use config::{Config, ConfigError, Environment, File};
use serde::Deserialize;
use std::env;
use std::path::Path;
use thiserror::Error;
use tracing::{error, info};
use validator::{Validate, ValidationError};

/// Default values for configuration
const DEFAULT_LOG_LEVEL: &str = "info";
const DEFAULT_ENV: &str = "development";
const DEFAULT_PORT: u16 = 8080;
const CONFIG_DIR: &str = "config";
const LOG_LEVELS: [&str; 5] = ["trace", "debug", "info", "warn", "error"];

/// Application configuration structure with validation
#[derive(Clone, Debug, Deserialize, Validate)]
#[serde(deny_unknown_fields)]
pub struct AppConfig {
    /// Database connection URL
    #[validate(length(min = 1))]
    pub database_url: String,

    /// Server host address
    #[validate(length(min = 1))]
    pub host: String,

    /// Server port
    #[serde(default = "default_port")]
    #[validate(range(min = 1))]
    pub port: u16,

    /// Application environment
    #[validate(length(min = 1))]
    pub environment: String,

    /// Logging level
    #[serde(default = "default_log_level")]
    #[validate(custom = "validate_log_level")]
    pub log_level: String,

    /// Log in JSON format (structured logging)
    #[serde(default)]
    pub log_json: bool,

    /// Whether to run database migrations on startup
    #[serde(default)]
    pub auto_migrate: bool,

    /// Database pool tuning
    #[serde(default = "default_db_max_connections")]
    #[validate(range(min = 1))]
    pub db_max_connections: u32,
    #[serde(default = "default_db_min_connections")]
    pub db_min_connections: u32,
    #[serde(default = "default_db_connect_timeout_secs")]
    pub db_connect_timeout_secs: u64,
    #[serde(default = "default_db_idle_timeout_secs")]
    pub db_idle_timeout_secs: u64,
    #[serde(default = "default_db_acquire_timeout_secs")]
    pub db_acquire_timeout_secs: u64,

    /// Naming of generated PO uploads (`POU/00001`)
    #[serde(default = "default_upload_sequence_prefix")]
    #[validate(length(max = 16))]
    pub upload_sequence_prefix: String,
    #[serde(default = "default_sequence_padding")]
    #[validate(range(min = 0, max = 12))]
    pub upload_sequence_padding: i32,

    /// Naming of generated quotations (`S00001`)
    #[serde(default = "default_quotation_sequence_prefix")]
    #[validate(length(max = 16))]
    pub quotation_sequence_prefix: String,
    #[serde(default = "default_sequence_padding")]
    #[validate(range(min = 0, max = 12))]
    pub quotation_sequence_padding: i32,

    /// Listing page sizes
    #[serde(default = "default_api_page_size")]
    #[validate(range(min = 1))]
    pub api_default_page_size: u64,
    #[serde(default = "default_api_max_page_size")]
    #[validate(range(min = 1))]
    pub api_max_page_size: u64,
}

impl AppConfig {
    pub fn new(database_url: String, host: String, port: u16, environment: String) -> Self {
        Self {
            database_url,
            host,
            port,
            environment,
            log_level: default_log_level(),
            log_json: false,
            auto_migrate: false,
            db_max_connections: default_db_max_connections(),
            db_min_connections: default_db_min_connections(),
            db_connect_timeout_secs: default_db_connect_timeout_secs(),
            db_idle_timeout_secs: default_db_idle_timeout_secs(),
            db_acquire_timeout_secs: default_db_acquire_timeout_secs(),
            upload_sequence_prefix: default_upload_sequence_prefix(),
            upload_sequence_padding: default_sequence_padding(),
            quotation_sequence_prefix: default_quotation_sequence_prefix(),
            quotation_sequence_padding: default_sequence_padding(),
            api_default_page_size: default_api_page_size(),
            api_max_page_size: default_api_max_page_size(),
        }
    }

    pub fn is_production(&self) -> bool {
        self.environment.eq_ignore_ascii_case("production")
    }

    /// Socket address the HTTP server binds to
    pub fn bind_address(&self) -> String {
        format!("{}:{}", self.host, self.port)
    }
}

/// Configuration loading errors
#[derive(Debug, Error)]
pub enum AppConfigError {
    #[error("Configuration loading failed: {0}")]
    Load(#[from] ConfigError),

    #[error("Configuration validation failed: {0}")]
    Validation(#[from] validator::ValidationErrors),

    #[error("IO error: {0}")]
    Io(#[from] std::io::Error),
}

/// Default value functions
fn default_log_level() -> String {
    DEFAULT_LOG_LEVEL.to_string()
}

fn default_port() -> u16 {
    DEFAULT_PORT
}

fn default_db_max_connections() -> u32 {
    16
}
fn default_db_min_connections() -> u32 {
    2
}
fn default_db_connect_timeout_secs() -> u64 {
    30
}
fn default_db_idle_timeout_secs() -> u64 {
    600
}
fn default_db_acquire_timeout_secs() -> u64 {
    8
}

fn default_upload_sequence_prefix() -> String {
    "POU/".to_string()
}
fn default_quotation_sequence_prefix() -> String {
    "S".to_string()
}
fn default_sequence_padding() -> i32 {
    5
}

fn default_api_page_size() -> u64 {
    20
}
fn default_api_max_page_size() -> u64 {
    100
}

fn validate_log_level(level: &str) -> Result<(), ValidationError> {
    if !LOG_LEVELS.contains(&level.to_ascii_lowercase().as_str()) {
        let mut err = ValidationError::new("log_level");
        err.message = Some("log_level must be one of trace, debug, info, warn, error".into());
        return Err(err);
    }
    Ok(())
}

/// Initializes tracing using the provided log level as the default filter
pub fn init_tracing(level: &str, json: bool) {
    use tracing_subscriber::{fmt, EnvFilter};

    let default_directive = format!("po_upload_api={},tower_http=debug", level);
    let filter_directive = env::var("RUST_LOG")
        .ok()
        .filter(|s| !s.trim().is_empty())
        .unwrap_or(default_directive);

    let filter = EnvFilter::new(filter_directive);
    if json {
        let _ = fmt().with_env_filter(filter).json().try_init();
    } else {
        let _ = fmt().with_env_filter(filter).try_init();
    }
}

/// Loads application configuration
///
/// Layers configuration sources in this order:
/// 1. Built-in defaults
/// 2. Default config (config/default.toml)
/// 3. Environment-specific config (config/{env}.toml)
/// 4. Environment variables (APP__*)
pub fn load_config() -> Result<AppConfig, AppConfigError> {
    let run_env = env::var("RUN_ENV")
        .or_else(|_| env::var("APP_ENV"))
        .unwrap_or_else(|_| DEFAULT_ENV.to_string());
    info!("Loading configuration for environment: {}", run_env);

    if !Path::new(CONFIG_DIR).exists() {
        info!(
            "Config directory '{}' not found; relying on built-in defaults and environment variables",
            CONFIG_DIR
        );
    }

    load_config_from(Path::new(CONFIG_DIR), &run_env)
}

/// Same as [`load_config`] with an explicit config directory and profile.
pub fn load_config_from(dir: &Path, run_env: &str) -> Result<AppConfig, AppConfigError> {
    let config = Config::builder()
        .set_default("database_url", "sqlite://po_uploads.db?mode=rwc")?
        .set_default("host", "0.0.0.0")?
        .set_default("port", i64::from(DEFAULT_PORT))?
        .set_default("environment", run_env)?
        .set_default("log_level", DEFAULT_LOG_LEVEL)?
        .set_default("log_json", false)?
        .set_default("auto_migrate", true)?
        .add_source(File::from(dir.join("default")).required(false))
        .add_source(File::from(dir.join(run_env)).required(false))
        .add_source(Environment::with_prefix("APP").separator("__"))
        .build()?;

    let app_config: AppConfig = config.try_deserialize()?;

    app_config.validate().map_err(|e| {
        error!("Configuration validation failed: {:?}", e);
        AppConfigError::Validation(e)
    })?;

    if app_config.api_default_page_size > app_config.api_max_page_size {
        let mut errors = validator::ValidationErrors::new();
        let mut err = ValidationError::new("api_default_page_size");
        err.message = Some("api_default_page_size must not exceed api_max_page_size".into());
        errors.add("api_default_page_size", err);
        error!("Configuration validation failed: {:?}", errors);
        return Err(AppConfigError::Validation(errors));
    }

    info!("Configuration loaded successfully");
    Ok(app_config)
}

..........

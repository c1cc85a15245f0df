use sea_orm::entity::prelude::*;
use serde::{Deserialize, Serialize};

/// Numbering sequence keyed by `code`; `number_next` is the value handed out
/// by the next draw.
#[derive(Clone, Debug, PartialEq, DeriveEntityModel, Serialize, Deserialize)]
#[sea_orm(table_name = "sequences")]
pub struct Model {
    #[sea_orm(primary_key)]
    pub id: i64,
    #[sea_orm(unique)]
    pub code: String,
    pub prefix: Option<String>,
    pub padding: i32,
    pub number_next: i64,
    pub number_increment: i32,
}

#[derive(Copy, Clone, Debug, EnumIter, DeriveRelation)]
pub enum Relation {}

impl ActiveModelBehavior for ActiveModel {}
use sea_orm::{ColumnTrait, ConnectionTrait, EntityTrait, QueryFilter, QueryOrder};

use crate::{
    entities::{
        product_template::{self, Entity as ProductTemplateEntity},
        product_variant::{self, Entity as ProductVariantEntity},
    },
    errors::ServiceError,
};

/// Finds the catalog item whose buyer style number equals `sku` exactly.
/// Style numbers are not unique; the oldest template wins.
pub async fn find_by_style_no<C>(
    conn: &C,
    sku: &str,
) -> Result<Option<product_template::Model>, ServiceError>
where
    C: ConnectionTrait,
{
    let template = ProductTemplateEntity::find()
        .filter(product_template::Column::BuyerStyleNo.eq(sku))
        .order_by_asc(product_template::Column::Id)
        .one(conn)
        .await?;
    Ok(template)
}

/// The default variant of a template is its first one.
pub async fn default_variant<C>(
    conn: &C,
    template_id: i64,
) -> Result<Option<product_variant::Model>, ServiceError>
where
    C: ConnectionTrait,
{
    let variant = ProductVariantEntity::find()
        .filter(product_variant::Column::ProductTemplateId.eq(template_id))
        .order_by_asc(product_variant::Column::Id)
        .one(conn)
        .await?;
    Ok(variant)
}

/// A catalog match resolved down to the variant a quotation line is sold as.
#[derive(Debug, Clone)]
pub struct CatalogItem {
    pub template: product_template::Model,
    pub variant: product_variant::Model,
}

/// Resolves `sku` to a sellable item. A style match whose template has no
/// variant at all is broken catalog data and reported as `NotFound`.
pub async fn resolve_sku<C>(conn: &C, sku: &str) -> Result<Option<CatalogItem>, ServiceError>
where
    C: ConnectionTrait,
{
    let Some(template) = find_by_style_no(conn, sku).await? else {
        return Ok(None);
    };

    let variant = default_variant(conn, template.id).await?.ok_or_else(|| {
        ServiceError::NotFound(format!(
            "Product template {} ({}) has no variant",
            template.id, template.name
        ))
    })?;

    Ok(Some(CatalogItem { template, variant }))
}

..........

Your assignment: From the records above, return each line where "variables" occurs.

Task output:
/// 4. Environment variables (APP__*)
            "Config directory '{}' not found; relying on built-in defaults and environment variables",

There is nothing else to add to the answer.